Asih selalu siap mendengarkan permintaan buku yang dicari pengunjung dan mencarikan yang dimaksud. Sebab, terkadang permintaan itu tak langsung menunjuk pada judul buku atau nama penulis yang tepat.

Mencari Mangle

Sebagian besar buku di toko yang dibangun pada 1960-an ini tentang Sunda, sastra Sunda, legenda kawasan Sunda, dan tentunya berbahasa Sunda. Beberapa judul buku tentang Kabayan. Karya sastrawan Sunda juga bisa ditemukan di tempat ini.

Sebut saja di antaranya Aan Merdeka Permana, Ajip Rosidi, Samsoedi, Tatang Sumarsono, Usep Romli, Ahmad Bakri, Aam Amilia, dan Yoseph Iskandar.

Sebagian buku  pun ada dalam bahasa Indonesia, seperti  Kerajaan Galuh karya Her Suganda, buku-buku karya Saleh Danasasmita Menelusuri Prasasti Batutulis, Menemukan Kerajaan Sunda, dan Mencari Gerbang Pakuan.

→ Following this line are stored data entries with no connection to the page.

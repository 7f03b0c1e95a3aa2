//! # Threads, Processes and the Round-Robin Scheduler
//!
//! This crate decides *which* thread runs next. It never touches CPU
//! registers itself: the timer interrupt trampoline hands the scheduler the
//! stack pointer of the interrupted thread and receives the stack pointer
//! to resume, and the trampoline performs the actual switch.
//!
//! ```text
//!   Process ──create_thread──► ThreadBuilder (arch) ──► Thread { Stack }
//!                                                           │
//!                                   register_thread ◄───────┘
//!                                          │
//!   timer IRQ ──► trampoline ──schedule(sp)──► Scheduler ──► next sp
//! ```
//!
//! ## Ownership
//! - A [`Stack`] exclusively owns its physical [`Region`](kernel_pmm::Region)
//!   and returns it to its allocator when dropped.
//! - A [`Thread`] exclusively owns its `Stack`.
//! - Threads are shared through [`Arc`](alloc::sync::Arc) between their
//!   [`Process`] and the [`Scheduler`]'s run queue; the thread (and with it
//!   the stack memory) is released when the last of them lets go.
//!
//! ## Modules
//! - [`stack`], [`thread`], [`process`], [`promotion`]: the execution
//!   containers.
//! - [`builder`]: the seam to the architecture that lays out a new thread's
//!   initial context.
//! - [`scheduler`]: the run queue and the round-robin state machine.
//! - [`arch`]: the `x86_64` context layout and the timer trampoline.
//! - [`global`]: the process-wide scheduler instance the trampoline calls.

#![cfg_attr(not(any(test, doctest)), no_std)]
#![allow(unsafe_code)]

extern crate alloc;

pub mod arch;
pub mod builder;
pub mod global;
pub mod process;
pub mod promotion;
pub mod scheduler;
pub mod stack;
pub mod thread;

pub use builder::{ThreadBuilder, ThreadEntry};
pub use process::{Process, ProcessId};
pub use promotion::Promotion;
pub use scheduler::{SchedError, SchedState, Scheduler};
pub use stack::Stack;
pub use thread::{Thread, ThreadId};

Namun,  buku-buku puisi karya WS Rendra, Taufik Ismail, Chairil Anwar, dan kawan-kawan pun tampak terpajang pada posisi yang mudah terlihat.

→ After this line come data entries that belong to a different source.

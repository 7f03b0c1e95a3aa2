use core::fmt;
use core::ops::{Add, Sub};

/// Virtual memory address: what the CPU (and Rust pointers) use.
///
/// `#[repr(transparent)]`, so it can cross an `extern "C"` boundary in the
/// register a `u64` would use.
#[repr(transparent)]
#[derive(Copy, Clone, Default, Eq, PartialEq, Ord, PartialOrd, Hash)]
pub struct VirtualAddress(u64);

impl VirtualAddress {
    #[inline]
    #[must_use]
    pub const fn new(v: u64) -> Self {
        Self(v)
    }

    #[inline]
    #[must_use]
    pub fn from_ptr<T>(ptr: *const T) -> Self {
        Self(ptr as usize as u64)
    }

    #[inline]
    #[must_use]
    pub const fn as_u64(self) -> u64 {
        self.0
    }

    #[inline]
    #[must_use]
    pub fn as_mut_ptr<T>(self) -> *mut T {
        self.0 as usize as *mut T
    }

    #[inline]
    #[must_use]
    pub const fn checked_sub(self, rhs: u64) -> Option<Self> {
        match self.0.checked_sub(rhs) {
            Some(v) => Some(Self(v)),
            None => None,
        }
    }
}

impl fmt::Debug for VirtualAddress {
    fn fmt(&self, f: &mut fmt::Formatter<'_>) -> fmt::Result {
        write!(f, "VA({:#x})", self.0)
    }
}

impl fmt::Display for VirtualAddress {
    fn fmt(&self, f: &mut fmt::Formatter<'_>) -> fmt::Result {
        write!(f, "{:#x}", self.0)
    }
}

impl Add<u64> for VirtualAddress {
    type Output = Self;

    #[inline]
    fn add(self, rhs: u64) -> Self {
        Self(self.0 + rhs)
    }
}

impl Sub<u64> for VirtualAddress {
    type Output = Self;

    #[inline]
    fn sub(self, rhs: u64) -> Self {
        Self(self.0 - rhs)
    }
}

Meski tergolong sepi, Toko Merpati tetap berpengunjung, terutama pada musim liburan. Itu saatnya para perantau atau mereka yang berwisata ke Garut. Mereka umumnya memang mencari buku-buku tentang Sunda, katanya.

Umumnya pengunjung tokonya datang dari Garut dan sekitarnya, Bandung, dan Cirebon. Ada juga dari kota yang lebih jauh lagi.

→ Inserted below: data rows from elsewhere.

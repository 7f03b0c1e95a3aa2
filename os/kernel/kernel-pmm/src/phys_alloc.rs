//! # Kernel-wide physical page allocator
//!
//! [`PhysicalAllocator`] is the single owner of all unassigned physical
//! pages. It starts out empty and *un-bootstrapped*:
//!
//! ```text
//!            free_region(r)                     free_region(r)
//!  ┌────────────────┐  (first, outside kernel)  ┌──────────────────┐
//!  │ un-bootstrapped│ ─────────────────────────►│   bootstrapped   │◄──┐
//!  └────────────────┘   r becomes `bootstrap`   └──────────────────┘   │
//!          │                                       │  r merges into   │
//!          │ alloc_region(n): fatal                │  the free list ──┘
//! ```
//!
//! The first region freed that lies outside the kernel image becomes the
//! *bootstrap* region. Allocations carve from it first and fall back to the
//! free list once it is too small. A later free that borders what is left of
//! the bootstrap region grows it back; every other free is coalesced into
//! the free list.
//!
//! Whatever part of a freed region coincides with the kernel image is
//! silently withheld, so the pages of the running kernel are never handed
//! out, no matter what the firmware memory map claims.

use crate::{Region, RegionPool};
use kernel_sync::SpinLock;
use log::{info, trace, warn};

/// Errors returned by [`PhysicalAllocator::try_alloc_region`].
#[derive(Debug, Copy, Clone, PartialEq, Eq, thiserror::Error)]
pub enum AllocError {
    #[error("physical allocator not bootstrapped: no memory has been freed into it yet")]
    NotBootstrapped,
    #[error("zero-page allocation requested")]
    ZeroPages,
    #[error("out of memory: {requested} pages requested, {available} pages free")]
    OutOfMemory { requested: u64, available: u64 },
}

/// Something that hands out and takes back physical page ranges.
///
/// This is the seam through which owners of physical memory (stacks, for
/// one) return their pages on destruction without naming a concrete
/// allocator instance.
pub trait RegionAllocator: Send + Sync {
    /// Allocates `page_count` contiguous pages.
    ///
    /// # Panics
    /// Implementations panic when the request cannot be served.
    fn alloc_region(&self, page_count: u64) -> Region;

    /// Returns a region previously obtained from [`alloc_region`](Self::alloc_region).
    fn free_region(&self, region: Region);
}

/// Bootstrap region + free list, with the kernel image carved out.
#[derive(Debug)]
pub struct PhysicalAllocator {
    kernel_region: Region,
    bootstrapped: bool,
    bootstrap: Region,
    free_list: RegionPool,
}

impl PhysicalAllocator {
    /// Creates an un-bootstrapped allocator that will never hand out the
    /// pages of `kernel_region`.
    #[must_use]
    pub const fn new(kernel_region: Region) -> Self {
        Self {
            kernel_region,
            bootstrapped: false,
            bootstrap: Region::empty(),
            free_list: RegionPool::new(),
        }
    }

    #[inline]
    #[must_use]
    pub const fn is_bootstrapped(&self) -> bool {
        self.bootstrapped
    }

    /// The pages this allocator withholds.
    #[inline]
    #[must_use]
    pub const fn kernel_region(&self) -> &Region {
        &self.kernel_region
    }

    /// What is left of the bootstrap region.
    #[inline]
    #[must_use]
    pub const fn bootstrap_region(&self) -> &Region {
        &self.bootstrap
    }

    #[inline]
    #[must_use]
    pub const fn free_list(&self) -> &RegionPool {
        &self.free_list
    }

    /// Pages currently available for allocation.
    #[inline]
    #[must_use]
    pub const fn available_pages(&self) -> u64 {
        self.bootstrap.page_count() + self.free_list.quantity()
    }

    /// Allocates `page_count` contiguous pages.
    ///
    /// # Errors
    /// - [`AllocError::NotBootstrapped`] before the first successful free,
    /// - [`AllocError::ZeroPages`] for an empty request,
    /// - [`AllocError::OutOfMemory`] if neither the bootstrap region nor any
    ///   free-list entry can hold the request.
    pub fn try_alloc_region(&mut self, page_count: u64) -> Result<Region, AllocError> {
        if !self.bootstrapped {
            return Err(AllocError::NotBootstrapped);
        }
        if page_count == 0 {
            return Err(AllocError::ZeroPages);
        }

        let region = if self.bootstrap.page_count() >= page_count {
            let region = self.bootstrap.take(page_count);
            if self.bootstrap.is_empty() {
                info!("The bootstrap region is now empty");
            }
            region
        } else {
            self.free_list.take(page_count)
        };

        if region.is_empty() {
            return Err(AllocError::OutOfMemory {
                requested: page_count,
                available: self.available_pages(),
            });
        }

        trace!("Allocated {region}");
        Ok(region)
    }

    /// Allocates `page_count` contiguous pages.
    ///
    /// # Panics
    /// On every condition [`try_alloc_region`](Self::try_alloc_region)
    /// reports as an error; in the kernel these are unrecoverable.
    pub fn alloc_region(&mut self, page_count: u64) -> Region {
        match self.try_alloc_region(page_count) {
            Ok(region) => region,
            Err(e) => panic!("alloc_region({page_count}): {e}"),
        }
    }

    /// Hands `region` to the allocator.
    ///
    /// # Panics
    /// If `region` overlaps memory the allocator already holds (double free).
    pub fn free_region(&mut self, region: Region) {
        if region.is_empty() {
            return;
        }

        if region.is_overlapping_with(&self.kernel_region) {
            let below = region.half_under(&self.kernel_region);
            let above = region.half_over(&self.kernel_region);
            warn!(
                "Withholding kernel image {} from {region}",
                self.kernel_region
            );

            self.free_region(below);
            self.free_region(above);
        } else if !self.bootstrapped {
            info!("Bootstrapping with {region}");
            self.bootstrap = region;
            self.bootstrapped = true;
        } else {
            assert!(
                !region.is_overlapping_with(&self.bootstrap),
                "double free: {region} overlaps the bootstrap {}",
                self.bootstrap
            );

            if region.is_contiguous_with(&self.bootstrap) {
                trace!("Returning {region} to the bootstrap {}", self.bootstrap);
                self.bootstrap.merge(region);
            } else {
                trace!("Freeing {region}");
                self.free_list.put(region);
            }
        }
    }

    /// Frees every usable range of a boot memory map, in order.
    ///
    /// The first range that is not entirely kernel image bootstraps the
    /// allocator.
    pub fn free_usable(&mut self, regions: impl IntoIterator<Item = Region>) {
        for region in regions {
            self.free_region(region);
        }
    }
}

impl RegionAllocator for SpinLock<PhysicalAllocator> {
    fn alloc_region(&self, page_count: u64) -> Region {
        self.lock_irq().alloc_region(page_count)
    }

    fn free_region(&self, region: Region) {
        self.lock_irq().free_region(region);
    }
}

#[cfg(test)]
mod tests {
    use super::*;

    #[test]
    fn first_free_bootstraps() {
        let mut pmm = PhysicalAllocator::new(Region::empty());
        assert!(!pmm.is_bootstrapped());

        pmm.free_region(Region::from_page(16, 64));
        assert!(pmm.is_bootstrapped());
        assert_eq!(pmm.bootstrap_region(), &Region::from_page(16, 64));
        assert!(pmm.free_list().is_empty());
    }

    #[test]
    fn bootstrap_round_trip_returns_the_same_region() {
        let mut pmm = PhysicalAllocator::new(Region::from_page(0x100, 0x80));
        pmm.free_region(Region::from_page(0x400, 32));

        let region = pmm.alloc_region(32);
        assert_eq!(region, Region::from_page(0x400, 32));
        assert_eq!(pmm.available_pages(), 0);
    }

    #[test]
    fn kernel_image_is_withheld() {
        let mut pmm = PhysicalAllocator::new(Region::from_page(100, 50));
        pmm.free_region(Region::from_page(80, 100));

        assert_eq!(pmm.bootstrap_region(), &Region::from_page(80, 20));
        let pooled: alloc::vec::Vec<_> = pmm
            .free_list()
            .iter()
            .map(|r| (r.base_page(), r.page_count()))
            .collect();
        assert_eq!(pooled, [(150, 30)]);
        assert_eq!(pmm.available_pages(), 50);
    }

    #[test]
    fn region_entirely_inside_the_kernel_does_not_bootstrap() {
        let mut pmm = PhysicalAllocator::new(Region::from_page(100, 50));
        pmm.free_region(Region::from_page(110, 10));
        assert!(!pmm.is_bootstrapped());
        assert_eq!(pmm.available_pages(), 0);
    }

    #[test]
    fn allocations_fall_back_to_the_free_list() {
        let mut pmm = PhysicalAllocator::new(Region::empty());
        pmm.free_region(Region::from_page(0, 4));
        pmm.free_region(Region::from_page(32, 16));

        let big = pmm.alloc_region(8);
        assert_eq!(big, Region::from_page(32, 8));

        let small = pmm.alloc_region(4);
        assert_eq!(small, Region::from_page(0, 4));
        assert!(pmm.bootstrap_region().is_empty());
    }

    #[test]
    fn freed_neighbors_coalesce_in_the_free_list() {
        let mut pmm = PhysicalAllocator::new(Region::empty());
        pmm.free_region(Region::from_page(0, 1));
        pmm.free_region(Region::from_page(20, 4));
        pmm.free_region(Region::from_page(10, 4));
        pmm.free_region(Region::from_page(14, 6));

        assert_eq!(pmm.free_list().len(), 1);
        assert_eq!(pmm.alloc_region(14), Region::from_page(10, 14));
    }

    #[test]
    fn pages_returned_to_the_bootstrap_are_allocatable_as_one_run() {
        let mut pmm = PhysicalAllocator::new(Region::empty());
        pmm.free_region(Region::from_page(0, 16));

        let head = pmm.alloc_region(4);
        pmm.free_region(head);
        assert_eq!(pmm.bootstrap_region(), &Region::from_page(0, 16));
        assert!(pmm.free_list().is_empty());

        assert_eq!(pmm.alloc_region(16), Region::from_page(0, 16));
    }

    #[test]
    fn bootstrap_grows_on_either_side() {
        let mut pmm = PhysicalAllocator::new(Region::empty());
        pmm.free_region(Region::from_page(8, 8));
        pmm.free_region(Region::from_page(16, 4));
        pmm.free_region(Region::from_page(4, 4));

        assert_eq!(pmm.bootstrap_region(), &Region::from_page(4, 16));
        assert!(pmm.free_list().is_empty());
        assert_eq!(pmm.available_pages(), 16);
    }

    #[test]
    fn exhausted_bootstrap_does_not_absorb_frees() {
        let mut pmm = PhysicalAllocator::new(Region::empty());
        pmm.free_region(Region::from_page(0, 4));
        let all = pmm.alloc_region(4);
        pmm.free_region(all);

        assert!(pmm.bootstrap_region().is_empty());
        assert_eq!(pmm.free_list().len(), 1);
        assert_eq!(pmm.alloc_region(4), Region::from_page(0, 4));
    }

    #[test]
    fn errors_are_reported_by_the_checked_path() {
        let mut pmm = PhysicalAllocator::new(Region::empty());
        assert_eq!(pmm.try_alloc_region(1), Err(AllocError::NotBootstrapped));

        pmm.free_region(Region::from_page(0, 2));
        assert_eq!(pmm.try_alloc_region(0), Err(AllocError::ZeroPages));
        assert_eq!(
            pmm.try_alloc_region(3),
            Err(AllocError::OutOfMemory {
                requested: 3,
                available: 2
            })
        );
    }

    #[test]
    #[should_panic(expected = "not bootstrapped")]
    fn alloc_before_bootstrap_is_fatal() {
        let mut pmm = PhysicalAllocator::new(Region::empty());
        let _ = pmm.alloc_region(1);
    }

    #[test]
    #[should_panic(expected = "out of memory")]
    fn exhaustion_is_fatal() {
        let mut pmm = PhysicalAllocator::new(Region::empty());
        pmm.free_region(Region::from_page(0, 2));
        let _ = pmm.alloc_region(2);
        let _ = pmm.alloc_region(1);
    }

    #[test]
    #[should_panic(expected = "double free")]
    fn freeing_into_the_bootstrap_is_fatal() {
        let mut pmm = PhysicalAllocator::new(Region::empty());
        pmm.free_region(Region::from_page(0, 16));
        pmm.free_region(Region::from_page(8, 1));
    }
}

Namun, pengalaman yang mengesankan bagi Asih adalah saat seorang dari Bandung, datang khusus ke Garut untuk menyambangi tokonya untuk membeli majalah Mangle, majalah yang terbit sejak 1957. Rupanya orang tersebut tak menemukan lagi  majalah berbahasa Sunda yang ia cari itu di Bandung. Ia pun disarankan ke Toko Merpati, Garut.

Memang Mangle selalu ada di sini, kata Asih tentang majalah berbahasa Sunda yang berumur panjang itu. Tak heran bila majalah yang didirikan di Bogor itu ditempatkan pada tempat yang mudah  terlihat bersama dengan tabloid berbahasa Sunda, Galura, grup Pikiran Rakyat.

Sudah beberapa tahun terakhir ini Asih tak lagi menggunakan tenaga pelayan toko. Sebab, selain pengunjung toko tergolong tak banyak, tak mudah mempekerjakan orang tanpa pengetahuan tentang buku.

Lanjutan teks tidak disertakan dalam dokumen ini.